Overv / VulkanTutorial

Tutorial for the Vulkan graphics and compute API
https://vulkan-tutorial.com
Creative Commons Attribution Share Alike 4.0 International
3.15k stars 516 forks source link

Avoiding the vertex hash table #195

Open mj-saunders opened 4 years ago

mj-saunders commented 4 years ago

While going through an exercise of converting the finished tutorial code into C, I got thinking about the hash table. In part because I'm having an interesting time learning to write a decent hash function. Then today, also reading that avoiding the use of floats as hash table keys is good :)

I had the thought that in this use case it may not be necessary at all. I've tweaked the code as follows, and it seems to run fine. The commented lines are just left in as reference. You should be able to paste this right in for testing. No need for hash function and table, and only creates vertex when necessary.

Is there any reason why this approach might not work or be suitable? As far as I can tell it should be stable.

Let me know what you think. I'll file a pull request if the concensus is positive.

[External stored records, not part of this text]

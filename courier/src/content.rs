//! Notification content builders
//!
//! Pure rendering of message bodies from a registration record: no
//! I/O, no clock reads, deterministic for identical inputs. Optional
//! form fields render a placeholder instead of failing.

use courier_common::Registration;
use courier_delivery::strip_markup;

use crate::collaborators::ArtifactRef;

/// A rendered message, ready to wrap into an
/// [`courier_delivery::OutboundMessage`].
#[derive(Debug, Clone, PartialEq, Eq)]
pub struct RenderedEmail {
    pub subject: String,
    pub html: String,
    pub text: String,
}

const PLACEHOLDER: &str = "Not provided";

fn field(value: Option<&str>) -> &str {
    match value {
        Some(v) if !v.is_empty() => v,
        _ => PLACEHOLDER,
    }
}

fn info_row(label: &str, value: &str) -> String {
    format!(
        r#"<div class="info-item"><div class="info-label">{label}</div><div class="info-value">{value}</div></div>"#
    )
}

/// Confirmation sent to the participant, embedding the check-in
/// artifact when one is available.
#[must_use]
pub fn confirmation(registration: &Registration, artifact: Option<&ArtifactRef>) -> RenderedEmail {
    let subject = "Registration Confirmed - Your Check-in Code".to_string();

    let artifact_section = artifact.map_or_else(
        || {
            "<p>Your check-in code will be available from the registration desk.</p>".to_string()
        },
        |artifact| {
            format!(
                r#"<div class="artifact"><img src="{}" alt="Check-in code" width="200" height="200" /><p>Code reference: {}</p></div>"#,
                artifact.data, artifact.id
            )
        },
    );

    let html = format!(
        r#"<!DOCTYPE html>
<html lang="en">
<body>
<div class="container">
<div class="header"><h1>Registration Confirmed!</h1></div>
<div class="content">
<h2>Hello {full_name}!</h2>
<p>Your registration has been successfully completed. Save this message and bring your check-in code to the event.</p>
{artifact_section}
<div class="info-grid">
{registered}
{email}
{phone}
{gender}
</div>
<p>We're excited to see you at the event. Contact the support team with any questions.</p>
</div>
<div class="footer"><p>This is an automated message. Please do not reply to this email.</p></div>
</div>
</body>
</html>"#,
        full_name = registration.full_name,
        registered = info_row(
            "Registration Date",
            &registration.created_at.format("%Y-%m-%d").to_string()
        ),
        email = info_row("Email Address", &registration.email_address),
        phone = info_row("Phone Number", field(registration.phone_number.as_deref())),
        gender = info_row("Gender", field(registration.gender.as_deref())),
    );

    let text = strip_markup(&html);

    RenderedEmail {
        subject,
        html,
        text,
    }
}

/// Alert sent to the admin recipients when a new registration lands.
#[must_use]
pub fn admin_alert(registration: &Registration) -> RenderedEmail {
    let subject = format!("New Registration: {}", registration.full_name);

    let age = registration.age_on(registration.created_at.date_naive());

    let html = format!(
        r#"<!DOCTYPE html>
<html lang="en">
<body>
<div class="container">
<div class="header"><h1>New Registration Received</h1><p>A new participant has registered</p></div>
<div class="content">
<div class="info-grid">
{name}
{email}
{phone}
{age}
{guardian}
{registered}
</div>
<div class="summary">
<p><strong>Registration ID:</strong> {id}</p>
<p><strong>Address:</strong> {address}</p>
</div>
</div>
<div class="footer"><p>Automated notification from the registration system. Do not reply.</p></div>
</div>
</body>
</html>"#,
        name = info_row("Participant Name", &registration.full_name),
        email = info_row("Email Address", &registration.email_address),
        phone = info_row("Phone Number", field(registration.phone_number.as_deref())),
        age = info_row("Age", &format!("{age} years old")),
        guardian = info_row(
            "Parent/Guardian",
            field(registration.parent_guardian_name.as_deref())
        ),
        registered = info_row(
            "Registration Date",
            &registration.created_at.format("%Y-%m-%d").to_string()
        ),
        id = registration.id,
        address = field(registration.address.as_deref()),
    );

    let text = strip_markup(&html);

    RenderedEmail {
        subject,
        html,
        text,
    }
}
//! Protocol Module
//!
//! Defines the wire protocol and the command language.
//!
//! ## Frame Format
//! ```text
//! ┌──────────┬─────────────────────────────┐
//! │ Len (4)  │         Payload             │
//! └──────────┴─────────────────────────────┘
//! ```
//! Length is big-endian. Requests and responses use the same frame, with
//! UTF-8 text payloads. There is no version byte and no checksum.
//!
//! ### Commands
//! ```text
//! GET <key>
//! SET <key> <value>
//! DEL <key>
//! ```
//! Names are case-sensitive; a line holds at most three tokens.
//!
//! ### Responses
//! - GET hit: the stored value
//! - GET miss: `record with key "<key>" not found`
//! - SET, DEL: `ok`
//! - rejected line: `invalid query: <reason>`
//! - engine failure: `error: <message>`

mod codec;
mod command;
mod parser;
mod response;

pub use codec::{encode_frame, read_frame, read_length, read_payload, write_frame, HEADER_SIZE};
pub use command::{Command, CommandName};
pub use parser::{parse, MAX_TOKENS};
pub use response::Response;
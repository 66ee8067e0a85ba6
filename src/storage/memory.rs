//! In-memory engine
//!
//! HashMap-based engine with RwLock for concurrency.

use std::collections::HashMap;

use parking_lot::RwLock;
use tracing::debug;

use crate::error::{KvError, Result};

use super::Engine;

/// Engine keeping every entry in a process-local map
///
/// ## Concurrency:
/// - `get` takes the read lock, so readers run in parallel
/// - `set` / `del` take the write lock for one mutation each
/// - No ordering across keys; concurrent writers to one key resolve
///   last-writer-wins
pub struct InMemoryEngine {
    /// The only mutable state; never handed out to callers
    data: RwLock<HashMap<String, String>>,
}

impl InMemoryEngine {
    /// Create a new empty engine
    pub fn new() -> Self {
        Self {
            data: RwLock::new(HashMap::new()),
        }
    }

    /// Get the number of stored keys
    pub fn len(&self) -> usize {
        self.data.read().len()
    }

    /// Check if the engine holds no keys
    pub fn is_empty(&self) -> bool {
        self.data.read().is_empty()
    }
}

impl Default for InMemoryEngine {
    fn default() -> Self {
        Self::new()
    }
}

impl Engine for InMemoryEngine {
    fn get(&self, key: &str) -> Result<String> {
        debug!(key, "in-memory engine received get command");

        let data = self.data.read();
        data.get(key).cloned().ok_or(KvError::KeyNotFound)
    }

    fn set(&self, key: String, value: String) -> Result<()> {
        debug!(key = %key, value = %value, "in-memory engine received set command");

        self.data.write().insert(key, value);
        Ok(())
    }

    fn del(&self, key: &str) -> Result<()> {
        debug!(key, "in-memory engine received delete command");

        self.data.write().remove(key);
        Ok(())
    }
}
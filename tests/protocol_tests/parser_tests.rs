//! Parser Tests
//!
//! These tests verify:
//! - Valid GET / SET / DEL lines
//! - Whitespace handling
//! - The order in which malformed lines are rejected

use kvdb::protocol::{parse, Command, CommandName};
use kvdb::QueryError;

// =============================================================================
// Helper Functions
// =============================================================================

fn assert_parses(input: &str, name: CommandName, args: &[&str]) {
    let command = parse(input).unwrap_or_else(|e| panic!("{input:?} failed: {e}"));
    assert_eq!(command.name(), name, "input: {input:?}");
    assert_eq!(command.args(), args, "input: {input:?}");
    assert_eq!(command.key(), args[0], "input: {input:?}");
}

fn assert_rejects(input: &str, expected: QueryError) {
    assert_eq!(parse(input), Err(expected), "input: {input:?}");
}

// =============================================================================
// Valid Commands
// =============================================================================

#[test]
fn test_parse_set() {
    assert_parses(
        "SET weather_2_pm cold_moscow_weather",
        CommandName::Set,
        &["weather_2_pm", "cold_moscow_weather"],
    );
}

#[test]
fn test_parse_get() {
    assert_parses("GET key123", CommandName::Get, &["key123"]);
}

#[test]
fn test_parse_del() {
    assert_parses("DEL key_to_delete", CommandName::Del, &["key_to_delete"]);
}

#[test]
fn test_extra_spaces_between_words() {
    assert_parses("SET   key   value", CommandName::Set, &["key", "value"]);
}

#[test]
fn test_spaces_at_start_and_end() {
    assert_parses("   GET key   ", CommandName::Get, &["key"]);
}

#[test]
fn test_tabs_and_newlines_separate_tokens() {
    assert_parses("SET\tkey\nvalue\r\n", CommandName::Set, &["key", "value"]);
}

#[test]
fn test_arguments_keep_punctuation() {
    assert_parses("SET /path/to/file value*", CommandName::Set, &["/path/to/file", "value*"]);
}

#[test]
fn test_command_display_round_trips() {
    let command = parse("  SET  a   b ").unwrap();
    assert_eq!(command.to_string(), "SET a b");
    assert_eq!(parse(&command.to_string()).unwrap(), command);
}

// =============================================================================
// Rejected Lines
// =============================================================================

#[test]
fn test_blank_line_is_invalid() {
    assert_rejects("", QueryError::InvalidQuery);
    assert_rejects("   ", QueryError::InvalidQuery);
}

#[test]
fn test_unknown_command() {
    assert_rejects("FOO arg", QueryError::UnknownCommand);
    assert_rejects("FOO", QueryError::UnknownCommand);
}

#[test]
fn test_lowercase_command_is_unknown() {
    assert_rejects("set key value", QueryError::UnknownCommand);
    assert_rejects("Get key", QueryError::UnknownCommand);
}

#[test]
fn test_wrong_argument_count() {
    assert_rejects("SET key_only", QueryError::WrongArgumentCount);
    assert_rejects("SET key ", QueryError::WrongArgumentCount);
    assert_rejects("GET key extra", QueryError::WrongArgumentCount);
    assert_rejects("GET", QueryError::WrongArgumentCount);
    assert_rejects("DEL", QueryError::WrongArgumentCount);
}

#[test]
fn test_too_many_tokens() {
    assert_rejects("SET key value extra", QueryError::TooManyArguments);
}

#[test]
fn test_token_count_checked_before_command_name() {
    assert_rejects("FOO a b c", QueryError::TooManyArguments);
}

#[test]
fn test_argument_count_errors_share_wire_text() {
    assert_eq!(QueryError::TooManyArguments.to_string(), "invalid number of args");
    assert_eq!(QueryError::WrongArgumentCount.to_string(), "invalid number of args");
    assert_eq!(QueryError::UnknownCommand.to_string(), "unknown command");
    assert_eq!(QueryError::InvalidQuery.to_string(), "invalid query");
}

// =============================================================================
// Checked Construction
// =============================================================================

#[test]
fn test_command_new_rejects_untokenizable_arguments() {
    let spaced = Command::new(CommandName::Set, vec!["k".to_string(), "a b".to_string()]);
    assert_eq!(spaced, Err(QueryError::InvalidArgument));

    let empty = Command::new(CommandName::Get, vec![String::new()]);
    assert_eq!(empty, Err(QueryError::InvalidArgument));

    let tabbed = Command::new(CommandName::Del, vec!["a\tb".to_string()]);
    assert_eq!(tabbed, Err(QueryError::InvalidArgument));
}

#[test]
fn test_command_new_checks_count_first() {
    let command = Command::new(CommandName::Set, vec!["a b".to_string()]);
    assert_eq!(command, Err(QueryError::WrongArgumentCount));
}

#[test]
fn test_constructed_command_parses_back() {
    let command = Command::new(CommandName::Set, vec!["key".to_string(), "value*".to_string()]).unwrap();
    assert_eq!(parse(&command.to_string()), Ok(command));
}
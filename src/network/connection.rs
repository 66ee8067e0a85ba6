//! Connection Handler
//!
//! Handles individual client connections.

use std::io::{BufReader, BufWriter};
use std::net::TcpStream;
use std::sync::Arc;
use std::time::Duration;

use crate::error::{KvError, Result};
use crate::protocol::{read_length, read_payload, write_frame};

use super::Handler;

/// Handles a single client connection
pub struct Connection {
    /// TCP stream reader (buffered for efficiency)
    reader: BufReader<TcpStream>,

    /// TCP stream writer (buffered for efficiency)
    writer: BufWriter<TcpStream>,

    /// Turns request payloads into response payloads
    handler: Arc<dyn Handler>,

    /// Largest request payload accepted, in bytes
    max_message_size: usize,

    /// Peer address for logging
    peer_addr: String,
}

impl Connection {
    /// Create a new connection handler
    ///
    /// Sets up buffered I/O on two handles of the same socket
    pub fn new(stream: TcpStream, handler: Arc<dyn Handler>, max_message_size: usize) -> Result<Self> {
        // Get peer address for logging before we split the stream
        let peer_addr = stream
            .peer_addr()
            .map(|a| a.to_string())
            .unwrap_or_else(|_| "unknown".to_string());

        // Disable Nagle's algorithm for low latency
        stream.set_nodelay(true)?;

        // Clone stream for separate read/write handles
        let read_stream = stream.try_clone()?;
        let write_stream = stream;

        Ok(Self {
            reader: BufReader::new(read_stream),
            writer: BufWriter::new(write_stream),
            handler,
            max_message_size,
            peer_addr,
        })
    }

    /// Close the connection if no data arrives for `timeout`
    ///
    /// `None` waits forever.
    pub fn set_idle_timeout(&mut self, timeout: Option<Duration>) -> Result<()> {
        self.reader.get_ref().set_read_timeout(timeout)?;
        Ok(())
    }

    /// Handle the connection (blocking until closed)
    ///
    /// Reads frames in a loop and sends responses.
    /// Returns `Ok` when the client disconnects or goes idle, and an error
    /// when the peer breaks the protocol or the transport fails.
    pub fn handle(&mut self) -> Result<()> {
        tracing::debug!("Connection established from {}", self.peer_addr);

        loop {
            // Read next frame header
            let length = match read_length(&mut self.reader) {
                Ok(length) => length,
                Err(e) if e.is_disconnect() => {
                    tracing::debug!("Client {} disconnected: {}", self.peer_addr, e);
                    return Ok(());
                }
                Err(e) if e.is_timeout() => {
                    tracing::debug!("Idle timeout for client {}", self.peer_addr);
                    return Ok(());
                }
                Err(e) => {
                    tracing::warn!("Error reading message length from {}: {}", self.peer_addr, e);
                    return Err(e);
                }
            };

            // Refuse oversized frames before allocating for the payload
            if length as usize > self.max_message_size {
                tracing::warn!(
                    message_length = length,
                    max_message_size = self.max_message_size,
                    "message too large from {}",
                    self.peer_addr
                );
                return Err(KvError::OversizedMessage {
                    length: length as usize,
                    max: self.max_message_size,
                });
            }

            let payload = match read_payload(&mut self.reader, length) {
                Ok(payload) => payload,
                Err(e) => {
                    tracing::warn!("Error reading message payload from {}: {}", self.peer_addr, e);
                    return Err(e);
                }
            };

            tracing::trace!("Received {} bytes from {}", payload.len(), self.peer_addr);

            let response = self.handler.handle(&payload);

            if let Err(e) = write_frame(&mut self.writer, &response) {
                // If the client disconnected before we could send the response
                // (e.g. connection abort/reset/broken pipe), log and exit gracefully
                // rather than treating it as a server error.
                if e.is_disconnect() {
                    tracing::debug!(
                        "Client {} disconnected before response could be sent: {}",
                        self.peer_addr,
                        e
                    );
                    return Ok(());
                }
                tracing::warn!("Error writing to {}: {}", self.peer_addr, e);
                return Err(e);
            }
        }
    }
}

        //std::unordered_map<Vertex, uint32_t> uniqueVertices{};
        std::vector<uint32_t> ref_indices(attrib.vertices.size(), UINT32_MAX);

        for (const auto &shape : shapes) {
            for (const auto &index : shape.mesh.indices) {
                if (ref_indices[index.vertex_index] == UINT32_MAX) {
                    ref_indices[index.vertex_index] = static_cast<uint32_t>(vertices.size());

                    Vertex vertex{};

                    vertex.pos = {
                        attrib.vertices[3 * index.vertex_index + 0],
                        attrib.vertices[3 * index.vertex_index + 1],
                        attrib.vertices[3 * index.vertex_index + 2]
                    };

                    vertex.texCoord= {
                        attrib.texcoords[2 * index.texcoord_index + 0],
                        1.0f - attrib.texcoords[2 * index.texcoord_index + 1]
                    };

                    vertex.color = {1.0f, 1.0f, 1.0f};

                    vertices.push_back(vertex);

                    //if (uniqueVertices.count(vertex) == 0) {
                    //    uniqueVertices[vertex] = static_cast<uint32_t>(vertices.size());
                    //    vertices.push_back(vertex);
                    //}
                }

                indices.push_back(ref_indices[index.vertex_index]);
            }
        }
Overv commented 4 years ago

Your code doesn't handle the case where there are multiple vertices with the same position but with different texture coordinates.

mj-saunders commented 4 years ago

I was just beginning to wonder at this issue.

tl;dr Is the approach still valid though? It does appear to work at least. Though another downside is that it stores duplicates.

I have a feeling this can be solved reasonably without the hash table; I might be wrong - and even if I'm right, maybe it won't be worth it?


I'm not sure, but I think the way the indices are parsed by tinyobjloader (or maybe stored by the .obj) means that even if there are multiple vertices with the same value, they will have a different index.vertex_index, which I think means they'll store their own tex coord. I could be wrong. Maybe it depends on how the file is originally written...

There's something else I'm missing though.

Your original code (and my first attempt at custom hash table, etc - using the same method) both result in 3566 vertices (out of the 4675 in the file).

The code above results in 4675 vertices. Does that mean that I'm correct in my assumption that the indices are all unique?

The file has 391 duplicate vertices and 126 duplicate texture coordinates; so I'm not sure how there ends up being only 3566 unique vertices.

...I might well be just confusing myself now :)

lewa-j commented 4 years ago

Another way is to use better format without need for postprocessing in runtime. Like gltf

mj-saunders commented 4 years ago

Yes, fair point :)

mj-saunders commented 4 years ago

@Overv I just did some quick checks. Printed out all indice : .vertex_index and .texcoord_index to separate files; and a list of the combinations as well.

Then ran this cat index.log | sort -n | uniq | wc -l and get 4675. Incidentally this is the same for the separated vertices and texcoords.

So it looks like the code works, at least for this .obj.

However, as mentioned before, it misses duplicates where the indexes are different but the values are the same.

Any ideas why the .obj file would be representing the same faces more than once?

So yes, looks like hash table is the best way to deal with actual duplicate values.

Thanks for entertaining my weird adventure.

mj-saunders commented 4 years ago

Ah, I suppose these are cases where two separate faces touch, therefore share same vertices and texcoords, and for whatever reason were saved in the file as separate vertices/texcoords.

Overv commented 4 years ago

Well, that, and there are vertices that are erroneously deduplicated because the vertex coordinates match but texture coordinates don't.